START Records shown

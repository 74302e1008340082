use std::net::SocketAddr;
use std::path::{Path, PathBuf};
use std::time::Duration;

use serde::{Deserialize, Serialize};
use timeboost_auction::{AuctioneerConfig, ValidatorConfig};
use timeboost_sequencer::GateConfig;
use timeboost_utils::Backoff;

use crate::{ChainConfig, ConfigError, read_toml};

#[derive(Debug, Clone, PartialEq, Eq, Serialize, Deserialize)]
#[serde(rename_all = "kebab-case")]
pub struct HttpConfig {
    pub address: SocketAddr,
}

/// Configuration of a node running bid validation and/or the auctioneer.
#[derive(Debug, Clone, PartialEq, Eq, Serialize, Deserialize)]
#[serde(rename_all = "kebab-case")]
pub struct AuctionNodeConfig {
    pub chain: ChainConfig,
    pub http: HttpConfig,

    /// Directory holding the bid queue, the resolution store, the bid
    /// archive and the leader lease of auctioneer replicas.
    pub data_dir: PathBuf,

    #[serde(default)]
    pub validator: ValidatorSection,

    #[serde(default)]
    pub auctioneer: AuctioneerSection,
}

#[derive(Debug, Clone, Default, PartialEq, Eq, Serialize, Deserialize)]
#[serde(rename_all = "kebab-case")]
pub struct ValidatorSection {
    pub max_bids_per_sender: Option<usize>,
    pub balance_ttl_ms: Option<u64>,
}

#[derive(Debug, Clone, Default, PartialEq, Eq, Serialize, Deserialize)]
#[serde(rename_all = "kebab-case")]
pub struct AuctioneerSection {
    pub resolution_wait_ms: Option<u64>,
    pub poll_interval_ms: Option<u64>,
    pub backoff: Option<Backoff>,
    /// Name of this replica in the leader lease.
    pub instance: Option<String>,
    pub lease_ttl_ms: Option<u64>,
}

impl AuctionNodeConfig {
    pub async fn read<P: AsRef<Path>>(path: P) -> Result<Self, ConfigError> {
        read_toml(path).await
    }

    pub fn queue_dir(&self) -> PathBuf {
        self.data_dir.join("bids")
    }

    pub fn store_dir(&self) -> PathBuf {
        self.data_dir.join("resolutions")
    }

    pub fn lease_dir(&self) -> PathBuf {
        self.data_dir.join("lease")
    }

    pub fn archive_dir(&self) -> PathBuf {
        self.data_dir.join("archive")
    }

    pub fn validator_config(&self) -> ValidatorConfig {
        ValidatorConfig::builder()
            .chain(self.chain.id)
            .auction(self.chain.auction_contract)
            .maybe_max_bids_per_sender(self.validator.max_bids_per_sender)
            .maybe_balance_ttl(self.validator.balance_ttl_ms.map(Duration::from_millis))
            .build()
    }

    pub fn auctioneer_config(&self) -> AuctioneerConfig {
        let ms = |v: Option<u64>| v.map(Duration::from_millis);
        AuctioneerConfig::builder()
            .maybe_resolution_wait(ms(self.auctioneer.resolution_wait_ms))
            .maybe_poll_interval(ms(self.auctioneer.poll_interval_ms))
            .maybe_backoff(self.auctioneer.backoff)
            .lease_dir(self.lease_dir())
            .maybe_instance(self.auctioneer.instance.clone())
            .maybe_lease_ttl(ms(self.auctioneer.lease_ttl_ms))
            .archive_dir(self.archive_dir())
            .build()
    }
}

/// Configuration of a sequencer's express lane.
#[derive(Debug, Clone, PartialEq, Eq, Serialize, Deserialize)]
#[serde(rename_all = "kebab-case")]
pub struct SequencerNodeConfig {
    pub chain: ChainConfig,
    pub http: HttpConfig,

    #[serde(default)]
    pub gate: GateSection,
}

#[derive(Debug, Clone, Default, PartialEq, Eq, Serialize, Deserialize)]
#[serde(rename_all = "kebab-case")]
pub struct GateSection {
    pub advantage_ms: Option<u64>,
    pub buffer_timeout_ms: Option<u64>,
    pub max_buffered: Option<usize>,
    pub max_future_distance: Option<u64>,
    pub early_submission_grace_ms: Option<u64>,
    pub max_tx_size: Option<usize>,
    pub poll_interval_ms: Option<u64>,
    pub tick_ms: Option<u64>,
}

impl SequencerNodeConfig {
    pub async fn read<P: AsRef<Path>>(path: P) -> Result<Self, ConfigError> {
        read_toml(path).await
    }

    pub fn gate_config(&self) -> GateConfig {
        let ms = |v: Option<u64>| v.map(Duration::from_millis);
        GateConfig::builder()
            .chain(self.chain.id)
            .auction(self.chain.auction_contract)
            .maybe_advantage(ms(self.gate.advantage_ms))
            .maybe_buffer_timeout(ms(self.gate.buffer_timeout_ms))
            .maybe_max_buffered(self.gate.max_buffered)
            .maybe_max_future_distance(self.gate.max_future_distance)
            .maybe_early_submission_grace(ms(self.gate.early_submission_grace_ms))
            .maybe_max_tx_size(self.gate.max_tx_size)
            .maybe_poll_interval(ms(self.gate.poll_interval_ms))
            .maybe_tick(ms(self.gate.tick_ms))
            .build()
    }
}

#[cfg(test)]
mod tests {
    use std::path::Path;
    use std::time::Duration;

    use timeboost_types::ChainId;

    use super::{AuctionNodeConfig, SequencerNodeConfig};

    const AUCTION: &str = r#"
data-dir = "/var/lib/auction"

[chain]
id = 412346
rpc-url = "http://127.0.0.1:8547/"
auction-contract = "0x2c30d6d6b0e5f9c2b2a3f1e4d5c6b7a8f9e0d1c2"

[http]
address = "127.0.0.1:8800"

[validator]
max-bids-per-sender = 3

[auctioneer]
resolution-wait-ms = 1500
instance = "auctioneer-a"
backoff = { delays = [1, 1, 2, 3, 5], unit = 100 }
"#;

    const SEQUENCER: &str = r#"
[chain]
id = 412346
rpc-url = "http://127.0.0.1:8547/"
auction-contract = "0x2c30d6d6b0e5f9c2b2a3f1e4d5c6b7a8f9e0d1c2"
from-block = 12

[http]
address = "127.0.0.1:8900"

[gate]
advantage-ms = 250
"#;

    #[test]
    fn auction_node() {
        let c: AuctionNodeConfig = toml::from_str(AUCTION).unwrap();
        assert_eq!(c.chain.id, ChainId::from(412346));
        assert_eq!(c.chain.from_block, 0);
        assert_eq!(c.validator.max_bids_per_sender, Some(3));
        assert_eq!(c.queue_dir(), Path::new("/var/lib/auction/bids"));
        assert_eq!(c.store_dir(), Path::new("/var/lib/auction/resolutions"));
        let b = c.auctioneer.backoff.unwrap();
        assert_eq!(b.unit, Duration::from_millis(100));
        assert_eq!(b.delays, [1, 1, 2, 3, 5]);
        assert_eq!(c.auctioneer.instance.as_deref(), Some("auctioneer-a"));
        assert_eq!(c.lease_dir(), Path::new("/var/lib/auction/lease"));
        assert_eq!(c.archive_dir(), Path::new("/var/lib/auction/archive"));
    }

    #[test]
    fn sequencer_node() {
        let c: SequencerNodeConfig = toml::from_str(SEQUENCER).unwrap();
        assert_eq!(c.chain.from_block, 12);
        let g = c.gate_config();
        assert_eq!(g.advantage(), Duration::from_millis(250));
        assert_eq!(g.auction(), c.chain.auction_contract);
        assert_eq!(g.chain(), ChainId::from(412346));
    }

    #[tokio::test]
    async fn read_from_file() {
        let dir = tempfile::tempdir().unwrap();
        let path = dir.path().join("sequencer.toml");
        tokio::fs::write(&path, SEQUENCER).await.unwrap();
        let c = SequencerNodeConfig::read(&path).await.unwrap();
        assert_eq!(c.gate.advantage_ms, Some(250));

        // The sequencer file lacks the auction node's data directory.
        let err = AuctionNodeConfig::read(&path).await.unwrap_err();
        assert!(err.to_string().contains("sequencer.toml"));
    }
}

END Records shown

• What you have to do
Exactly as they appear above, return all of the records.

• Answer space
repository 74302e1008340082
use std::net::SocketAddr;
use std::path::{Path, PathBuf};
use std::time::Duration;

use serde::{Deserialize, Serialize};
use timeboost_auction::{AuctioneerConfig, ValidatorConfig};
use timeboost_sequencer::GateConfig;
use timeboost_utils::Backoff;

use crate::{ChainConfig, ConfigError, read_toml};

#[derive(Debug, Clone, PartialEq, Eq, Serialize, Deserialize)]
#[serde(rename_all = "kebab-case")]
pub struct HttpConfig {
    pub address: SocketAddr,
}

/// Configuration of a node running bid validation and/or the auctioneer.
#[derive(Debug, Clone, PartialEq, Eq, Serialize, Deserialize)]
#[serde(rename_all = "kebab-case")]
pub struct AuctionNodeConfig {
    pub chain: ChainConfig,
    pub http: HttpConfig,

    /// Directory holding the bid queue, the resolution store, the bid
    /// archive and the leader lease of auctioneer replicas.
    pub data_dir: PathBuf,

    #[serde(default)]
    pub validator: ValidatorSection,

    #[serde(default)]
    pub auctioneer: AuctioneerSection,
}

#[derive(Debug, Clone, Default, PartialEq, Eq, Serialize, Deserialize)]
#[serde(rename_all = "kebab-case")]
pub struct ValidatorSection {
    pub max_bids_per_sender: Option<usize>,
    pub balance_ttl_ms: Option<u64>,
}

#[derive(Debug, Clone, Default, PartialEq, Eq, Serialize, Deserialize)]
#[serde(rename_all = "kebab-case")]
pub struct AuctioneerSection {
    pub resolution_wait_ms: Option<u64>,
    pub poll_interval_ms: Option<u64>,
    pub backoff: Option<Backoff>,
    /// Name of this replica in the leader lease.
    pub instance: Option<String>,
    pub lease_ttl_ms: Option<u64>,
}

impl AuctionNodeConfig {
    pub async fn read<P: AsRef<Path>>(path: P) -> Result<Self, ConfigError> {
        read_toml(path).await
    }

    pub fn queue_dir(&self) -> PathBuf {
        self.data_dir.join("bids")
    }

    pub fn store_dir(&self) -> PathBuf {
        self.data_dir.join("resolutions")
    }

    pub fn lease_dir(&self) -> PathBuf {
        self.data_dir.join("lease")
    }

    pub fn archive_dir(&self) -> PathBuf {
        self.data_dir.join("archive")
    }

    pub fn validator_config(&self) -> ValidatorConfig {
        ValidatorConfig::builder()
            .chain(self.chain.id)
            .auction(self.chain.auction_contract)
            .maybe_max_bids_per_sender(self.validator.max_bids_per_sender)
            .maybe_balance_ttl(self.validator.balance_ttl_ms.map(Duration::from_millis))
            .build()
    }

    pub fn auctioneer_config(&self) -> AuctioneerConfig {
        let ms = |v: Option<u64>| v.map(Duration::from_millis);
        AuctioneerConfig::builder()
            .maybe_resolution_wait(ms(self.auctioneer.resolution_wait_ms))
            .maybe_poll_interval(ms(self.auctioneer.poll_interval_ms))
            .maybe_backoff(self.auctioneer.backoff)
            .lease_dir(self.lease_dir())
            .maybe_instance(self.auctioneer.instance.clone())
            .maybe_lease_ttl(ms(self.auctioneer.lease_ttl_ms))
            .archive_dir(self.archive_dir())
            .build()
    }
}

/// Configuration of a sequencer's express lane.
#[derive(Debug, Clone, PartialEq, Eq, Serialize, Deserialize)]
#[serde(rename_all = "kebab-case")]
pub struct SequencerNodeConfig {
    pub chain: ChainConfig,
    pub http: HttpConfig,

    #[serde(default)]
    pub gate: GateSection,
}

#[derive(Debug, Clone, Default, PartialEq, Eq, Serialize, Deserialize)]
#[serde(rename_all = "kebab-case")]
pub struct GateSection {
    pub advantage_ms: Option<u64>,
    pub buffer_timeout_ms: Option<u64>,
    pub max_buffered: Option<usize>,
    pub max_future_distance: Option<u64>,
    pub early_submission_grace_ms: Option<u64>,
    pub max_tx_size: Option<usize>,
    pub poll_interval_ms: Option<u64>,
    pub tick_ms: Option<u64>,
}

impl SequencerNodeConfig {
    pub async fn read<P: AsRef<Path>>(path: P) -> Result<Self, ConfigError> {
        read_toml(path).await
    }

    pub fn gate_config(&self) -> GateConfig {
        let ms = |v: Option<u64>| v.map(Duration::from_millis);
        GateConfig::builder()
            .chain(self.chain.id)
            .auction(self.chain.auction_contract)
            .maybe_advantage(ms(self.gate.advantage_ms))
            .maybe_buffer_timeout(ms(self.gate.buffer_timeout_ms))
            .maybe_max_buffered(self.gate.max_buffered)
            .maybe_max_future_distance(self.gate.max_future_distance)
            .maybe_early_submission_grace(ms(self.gate.early_submission_grace_ms))
            .maybe_max_tx_size(self.gate.max_tx_size)
            .maybe_poll_interval(ms(self.gate.poll_interval_ms))
            .maybe_tick(ms(self.gate.tick_ms))
            .build()
    }
}

#[cfg(test)]
mod tests {
    use std::path::Path;
    use std::time::Duration;

    use timeboost_types::ChainId;

    use super::{AuctionNodeConfig, SequencerNodeConfig};

    const AUCTION: &str = r#"
data-dir = "/var/lib/auction"

[chain]
id = 412346
rpc-url = "http://127.0.0.1:8547/"
auction-contract = "0x2c30d6d6b0e5f9c2b2a3f1e4d5c6b7a8f9e0d1c2"

[http]
address = "127.0.0.1:8800"

[validator]
max-bids-per-sender = 3

[auctioneer]
resolution-wait-ms = 1500
instance = "auctioneer-a"
backoff = { delays = [1, 1, 2, 3, 5], unit = 100 }
"#;

    const SEQUENCER: &str = r#"
[chain]
id = 412346
rpc-url = "http://127.0.0.1:8547/"
auction-contract = "0x2c30d6d6b0e5f9c2b2a3f1e4d5c6b7a8f9e0d1c2"
from-block = 12

[http]
address = "127.0.0.1:8900"

[gate]
advantage-ms = 250
"#;

    #[test]
    fn auction_node() {
        let c: AuctionNodeConfig = toml::from_str(AUCTION).unwrap();
        assert_eq!(c.chain.id, ChainId::from(412346));
        assert_eq!(c.chain.from_block, 0);
        assert_eq!(c.validator.max_bids_per_sender, Some(3));
        assert_eq!(c.queue_dir(), Path::new("/var/lib/auction/bids"));
        assert_eq!(c.store_dir(), Path::new("/var/lib/auction/resolutions"));
        let b = c.auctioneer.backoff.unwrap();
        assert_eq!(b.unit, Duration::from_millis(100));
        assert_eq!(b.delays, [1, 1, 2, 3, 5]);
        assert_eq!(c.auctioneer.instance.as_deref(), Some("auctioneer-a"));
        assert_eq!(c.lease_dir(), Path::new("/var/lib/auction/lease"));
        assert_eq!(c.archive_dir(), Path::new("/var/lib/auction/archive"));
    }

    #[test]
    fn sequencer_node() {
        let c: SequencerNodeConfig = toml::from_str(SEQUENCER).unwrap();
        assert_eq!(c.chain.from_block, 12);
        let g = c.gate_config();
        assert_eq!(g.advantage(), Duration::from_millis(250));
        assert_eq!(g.auction(), c.chain.auction_contract);
        assert_eq!(g.chain(), ChainId::from(412346));
    }

    #[tokio::test]
    async fn read_from_file() {
        let dir = tempfile::tempdir().unwrap();
        let path = dir.path().join("sequencer.toml");
        tokio::fs::write(&path, SEQUENCER).await.unwrap();
        let c = SequencerNodeConfig::read(&path).await.unwrap();
        assert_eq!(c.gate.advantage_ms, Some(250));

        // The sequencer file lacks the auction node's data directory.
        let err = AuctionNodeConfig::read(&path).await.unwrap_err();
        assert!(err.to_string().contains("sequencer.toml"));
    }
}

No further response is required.